Dass die Gehölz-Stecklinge in der Klimakammer und unter LED-Licht vor allem im Winter so gute Bewurzelungsergebnisse zeigen, liegt sicherlich nicht in erster Linie an der Lichtquelle. Für André Boereboom ist dafür vor allem die gegenüber einem Gewächshaus wesentlich bessere Klimakontrolle verantwortlich.
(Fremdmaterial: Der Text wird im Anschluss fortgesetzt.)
#[cfg(test)]
mod tests {
    use super::*;
    use std::collections::HashMap;
    use std::io::ErrorKind;

    const WEEK: Duration = Duration::from_secs(7 * 86_400);

    /// In-memory filesystem for verdict tests with injectable failures.
    #[derive(Default)]
    struct MockFs {
        dirs: HashMap<PathBuf, Vec<PathBuf>>,
        files: HashMap<PathBuf, (SystemTime, SystemTime)>,
        unreadable: Vec<PathBuf>,
        unlistable: Vec<PathBuf>,
    }

    impl MockFs {
        fn dir(mut self, path: &str, children: &[&str]) -> Self {
            self.dirs.insert(
                PathBuf::from(path),
                children.iter().map(PathBuf::from).collect(),
            );
            self
        }

        fn file(mut self, path: &str, mtime: SystemTime, atime: SystemTime) -> Self {
            self.files.insert(PathBuf::from(path), (mtime, atime));
            self
        }

        fn unreadable(mut self, path: &str) -> Self {
            self.unreadable.push(PathBuf::from(path));
            self
        }

        fn unlistable(mut self, path: &str) -> Self {
            self.unlistable.push(PathBuf::from(path));
            self
        }
    }

    impl Filesystem for MockFs {
        fn stat(&self, path: &Path) -> crate::core::errors::Result<crate::pruner::fs::EntryStat> {
            use crate::pruner::fs::EntryStat;
            if self.unreadable.iter().any(|p| p == path) {
                return Err(StpError::Probe {
                    path: path.to_path_buf(),
                    source: std::io::Error::from(ErrorKind::PermissionDenied),
                });
            }
            if let Some(&(mtime, atime)) = self.files.get(path) {
                return Ok(EntryStat {
                    kind: EntryKind::File,
                    mtime,
                    atime,
                });
            }
            if self.dirs.contains_key(path) || self.unlistable.iter().any(|p| p == path) {
                return Ok(EntryStat {
                    kind: EntryKind::Directory,
                    mtime: SystemTime::UNIX_EPOCH,
                    atime: SystemTime::UNIX_EPOCH,
                });
            }
            Err(StpError::Probe {
                path: path.to_path_buf(),
                source: std::io::Error::from(ErrorKind::NotFound),
            })
        }

        fn list(&self, path: &Path) -> crate::core::errors::Result<Vec<PathBuf>> {
            if self.unlistable.iter().any(|p| p == path) {
                return Err(StpError::List {
                    path: path.to_path_buf(),
                    source: std::io::Error::from(ErrorKind::PermissionDenied),
                });
            }
            self.dirs.get(path).cloned().ok_or_else(|| StpError::List {
                path: path.to_path_buf(),
                source: std::io::Error::from(ErrorKind::NotFound),
            })
        }

        fn remove_file(&self, _path: &Path) -> crate::core::errors::Result<()> {
            unimplemented!("evaluation never removes")
        }

        fn remove_dir(&self, _path: &Path) -> crate::core::errors::Result<()> {
            unimplemented!("evaluation never removes")
        }
    }

    fn now() -> SystemTime {
        SystemTime::UNIX_EPOCH + Duration::from_secs(100_000_000)
    }

    fn old() -> SystemTime {
        now() - WEEK - Duration::from_secs(1)
    }

    fn fresh() -> SystemTime {
        now() - Duration::from_secs(60)
    }

    fn find<'a>(node: &'a Node, path: &str) -> &'a Node {
        fn walk<'a>(node: &'a Node, path: &Path) -> Option<&'a Node> {
            if node.path == path {
                return Some(node);
            }
            node.children.iter().find_map(|c| walk(c, path))
        }
        walk(node, Path::new(path)).expect("node present")
    }

    fn eval(fs: MockFs) -> Evaluation {
        TreeEvaluator::new(fs, WEEK)
            .with_now(now())
            .evaluate(Path::new("/tmp/root"))
            .unwrap()
    }

    /// The worked scenario from the defining use case.
    #[test]
    fn mixed_tree_prunes_only_fully_expired_subtrees() {
        let fs = MockFs::default()
            .dir("/tmp/root", &[
                "/tmp/root/foo",
                "/tmp/root/bar",
                "/tmp/root/fileD.txt",
            ])
            .dir("/tmp/root/foo", &["/tmp/root/foo/fileA.txt", "/tmp/root/foo/fileB.txt"])
            .dir("/tmp/root/bar", &["/tmp/root/bar/fileC.txt"])
            .file("/tmp/root/foo/fileA.txt", old(), old())
            .file("/tmp/root/foo/fileB.txt", fresh(), fresh())
            .file("/tmp/root/bar/fileC.txt", old(), old())
            .file("/tmp/root/fileD.txt", old(), old());

        let result = eval(fs);
        assert!(result.errors.is_empty());

        assert_eq!(result.root.verdict, Verdict::Keep);
        assert_eq!(find(&result.root, "/tmp/root/bar").verdict, Verdict::Delete);
        assert_eq!(
            find(&result.root, "/tmp/root/bar/fileC.txt").verdict,
            Verdict::Delete
        );
        assert_eq!(
            find(&result.root, "/tmp/root/fileD.txt").verdict,
            Verdict::Delete
        );
        assert_eq!(find(&result.root, "/tmp/root/foo").verdict, Verdict::Keep);
        // fileA is expired, but its subtree is not: it stays.
        assert_eq!(
            find(&result.root, "/tmp/root/foo/fileA.txt").verdict,
            Verdict::Keep
        );
        assert_eq!(
            find(&result.root, "/tmp/root/foo/fileB.txt").verdict,
            Verdict::Keep
        );

        let doomed: Vec<_> = result.doomed().iter().map(|n| n.path.clone()).collect();
        assert_eq!(
            doomed,
            vec![
                PathBuf::from("/tmp/root/bar"),
                PathBuf::from("/tmp/root/fileD.txt"),
            ]
        );
    }

    #[test]
    fn root_child_files_expire_independently_of_siblings() {
        let fs = MockFs::default()
            .dir("/tmp/root", &["/tmp/root/a.txt", "/tmp/root/b.txt"])
            .file("/tmp/root/a.txt", old(), old())
            .file("/tmp/root/b.txt", fresh(), fresh());

        let result = eval(fs);
        assert_eq!(find(&result.root, "/tmp/root/a.txt").verdict, Verdict::Delete);
        assert_eq!(find(&result.root, "/tmp/root/b.txt").verdict, Verdict::Keep);
    }

    #[test]
    fn one_fresh_timestamp_keeps_a_file_alive() {
        let fs = MockFs::default()
            .dir("/tmp/root", &["/tmp/root/d"])
            .dir("/tmp/root/d", &["/tmp/root/d/f"])
            .file("/tmp/root/d/f", old(), fresh());

        let result = eval(fs);
        assert_eq!(find(&result.root, "/tmp/root/d").verdict, Verdict::Keep);
    }

    #[test]
    fn deep_nesting_aggregates_to_the_root_child() {
        let fs = MockFs::default()
            .dir("/tmp/root", &["/tmp/root/a"])
            .dir("/tmp/root/a", &["/tmp/root/a/b"])
            .dir("/tmp/root/a/b", &["/tmp/root/a/b/c", "/tmp/root/a/b/old.txt"])
            .dir("/tmp/root/a/b/c", &["/tmp/root/a/b/c/fresh.txt"])
            .file("/tmp/root/a/b/old.txt", old(), old())
            .file("/tmp/root/a/b/c/fresh.txt", fresh(), fresh());

        let result = eval(fs);
        // One fresh file three levels down pins the whole subtree.
        assert_eq!(find(&result.root, "/tmp/root/a").verdict, Verdict::Keep);
        assert_eq!(
            find(&result.root, "/tmp/root/a/b/old.txt").verdict,
            Verdict::Keep
        );
    }

    #[test]
    fn empty_subtree_is_vacuously_deletable() {
        let fs = MockFs::default()
            .dir("/tmp/root", &["/tmp/root/empty", "/tmp/root/nested"])
            .dir("/tmp/root/empty", &[])
            .dir("/tmp/root/nested", &["/tmp/root/nested/inner"])
            .dir("/tmp/root/nested/inner", &[]);

        let result = eval(fs);
        assert_eq!(find(&result.root, "/tmp/root/empty").verdict, Verdict::Delete);
        assert_eq!(find(&result.root, "/tmp/root/nested").verdict, Verdict::Delete);
        assert_eq!(
            find(&result.root, "/tmp/root/nested/inner").verdict,
            Verdict::Delete
        );
    }

    #[test]
    fn probe_failure_pins_ancestors_to_keep() {
        let fs = MockFs::default()
            .dir("/tmp/root", &["/tmp/root/d"])
            .dir("/tmp/root/d", &["/tmp/root/d/old.txt", "/tmp/root/d/locked"])
            .file("/tmp/root/d/old.txt", old(), old())
            .unreadable("/tmp/root/d/locked");

        let result = eval(fs);
        assert_eq!(result.errors.len(), 1);
        assert_eq!(result.errors[0].path, PathBuf::from("/tmp/root/d/locked"));
        assert_eq!(result.errors[0].error.code(), "STP-2001");
        // Everything above the unreadable entry survives.
        assert_eq!(find(&result.root, "/tmp/root/d").verdict, Verdict::Keep);
        assert_eq!(
            find(&result.root, "/tmp/root/d/old.txt").verdict,
            Verdict::Keep
        );
    }

    #[test]
    fn list_failure_pins_ancestors_to_keep() {
        let fs = MockFs::default()
            .dir("/tmp/root", &["/tmp/root/d"])
            .dir("/tmp/root/d", &["/tmp/root/d/sealed", "/tmp/root/d/old.txt"])
            .file("/tmp/root/d/old.txt", old(), old())
            .unlistable("/tmp/root/d/sealed");

        let result = eval(fs);
        assert_eq!(result.errors.len(), 1);
        assert_eq!(result.errors[0].error.code(), "STP-2002");
        assert_eq!(find(&result.root, "/tmp/root/d").verdict, Verdict::Keep);
        // An unlistable directory would otherwise be vacuously deletable;
        // the failure must override that.
        assert_eq!(
            find(&result.root, "/tmp/root/d/sealed").verdict,
            Verdict::Keep
        );
    }

    #[test]
    fn root_is_always_kept_even_when_fully_expired() {
        let fs = MockFs::default()
            .dir("/tmp/root", &["/tmp/root/a.txt"])
            .file("/tmp/root/a.txt", old(), old());

        let result = eval(fs);
        assert_eq!(result.root.verdict, Verdict::Keep);
        assert!(!result.root.is_delete());
    }

    #[test]
    fn missing_root_is_fatal() {
        let fs = MockFs::default();
        let err = TreeEvaluator::new(fs, WEEK)
            .with_now(now())
            .evaluate(Path::new("/tmp/root"))
            .unwrap_err();
        assert_eq!(err.code(), "STP-1101");
    }

    #[test]
    fn file_root_is_fatal() {
        let fs = MockFs::default().file("/tmp/root", old(), old());
        let err = TreeEvaluator::new(fs, WEEK)
            .with_now(now())
            .evaluate(Path::new("/tmp/root"))
            .unwrap_err();
        assert_eq!(err.code(), "STP-1101");
    }

    #[test]
    fn parallel_and_sequential_agree() {
        let build = || {
            MockFs::default()
                .dir("/tmp/root", &["/tmp/root/a", "/tmp/root/b", "/tmp/root/c.txt"])
                .dir("/tmp/root/a", &["/tmp/root/a/x"])
                .dir("/tmp/root/b", &["/tmp/root/b/y"])
                .file("/tmp/root/a/x", old(), old())
                .file("/tmp/root/b/y", fresh(), fresh())
                .file("/tmp/root/c.txt", old(), old())
        };

        let par = TreeEvaluator::new(build(), WEEK)
            .with_now(now())
            .evaluate(Path::new("/tmp/root"))
            .unwrap();
        let seq = TreeEvaluator::new(build(), WEEK)
            .with_now(now())
            .with_parallelism(1)
            .evaluate(Path::new("/tmp/root"))
            .unwrap();

        let verdicts = |e: &Evaluation| -> Vec<(PathBuf, Verdict)> {
            e.root
                .children
                .iter()
                .map(|n| (n.path.clone(), n.verdict))
                .collect()
        };
        assert_eq!(verdicts(&par), verdicts(&seq));
    }

    /// Counts in-flight stat calls so tests can observe the worker bound.
    struct GaugedFs {
        inner: MockFs,
        current: std::sync::Arc<std::sync::atomic::AtomicUsize>,
        peak: std::sync::Arc<std::sync::atomic::AtomicUsize>,
    }

    impl Filesystem for GaugedFs {
        fn stat(&self, path: &Path) -> crate::core::errors::Result<crate::pruner::fs::EntryStat> {
            use std::sync::atomic::Ordering;
            let in_flight = self.current.fetch_add(1, Ordering::SeqCst) + 1;
            self.peak.fetch_max(in_flight, Ordering::SeqCst);
            // Hold the slot briefly so concurrent workers overlap.
            std::thread::sleep(Duration::from_millis(5));
            let result = self.inner.stat(path);
            self.current.fetch_sub(1, Ordering::SeqCst);
            result
        }

        fn list(&self, path: &Path) -> crate::core::errors::Result<Vec<PathBuf>> {
            self.inner.list(path)
        }

        fn remove_file(&self, path: &Path) -> crate::core::errors::Result<()> {
            self.inner.remove_file(path)
        }

        fn remove_dir(&self, path: &Path) -> crate::core::errors::Result<()> {
            self.inner.remove_dir(path)
        }
    }

    fn wide_root(file_count: usize) -> MockFs {
        let children: Vec<String> = (0..file_count)
            .map(|i| format!("/tmp/root/f{i}.txt"))
            .collect();
        let refs: Vec<&str> = children.iter().map(String::as_str).collect();
        let mut fs = MockFs::default().dir("/tmp/root", &refs);
        for child in &children {
            fs = fs.file(child, old(), old());
        }
        fs
    }

    fn peak_fan_out(parallelism: usize, file_count: usize) -> usize {
        let current = std::sync::Arc::new(std::sync::atomic::AtomicUsize::new(0));
        let peak = std::sync::Arc::new(std::sync::atomic::AtomicUsize::new(0));
        let fs = GaugedFs {
            inner: wide_root(file_count),
            current: std::sync::Arc::clone(&current),
            peak: std::sync::Arc::clone(&peak),
        };

        let result = TreeEvaluator::new(fs, WEEK)
            .with_now(now())
            .with_parallelism(parallelism)
            .evaluate(Path::new("/tmp/root"))
            .unwrap();
        assert_eq!(result.root.children.len(), file_count);

        peak.load(std::sync::atomic::Ordering::SeqCst)
    }

    #[test]
    fn parallelism_one_evaluates_sequentially() {
        assert_eq!(peak_fan_out(1, 6), 1);
    }

    #[test]
    fn fan_out_never_exceeds_the_configured_bound() {
        assert!(peak_fan_out(2, 8) <= 2);
        assert!(peak_fan_out(3, 8) <= 3);
    }
}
Neben den Lichtverhältnissen lassen sich in der Klimakammer Temperatur (konstant 20° C), Luftfeuchte (zwischen 80 und 90 %) und Gehalt an Kohlendioxid optimal steuern.
Berechnungen seitens der PPO haben ergeben, dass die Kosten für ein Mehrschichtsystem mit fünf Lagen plus der entsprechenden Ausstattung mit LED-Licht und Klimakontrolle kaum mehr kostet, als ein normales Venlo-Gewächshaus mit nur einer Produktionsebene und der heutigen modernen Ausstattung zur Klimakontrolle. Die Potenziale zur Energieeinsparung hingegen sind enorm. Nicht nur aufgrund der besseren Isolierung oder der effektiven Flächennutzung. André Boereboom macht in der Klimakammer den Tag zur Nacht und umgekehrt. Dadurch, dass er dann nachts belichtet und den kostengünstigeren Nachtstrom bezieht, reduziert er nochmals die Kosten.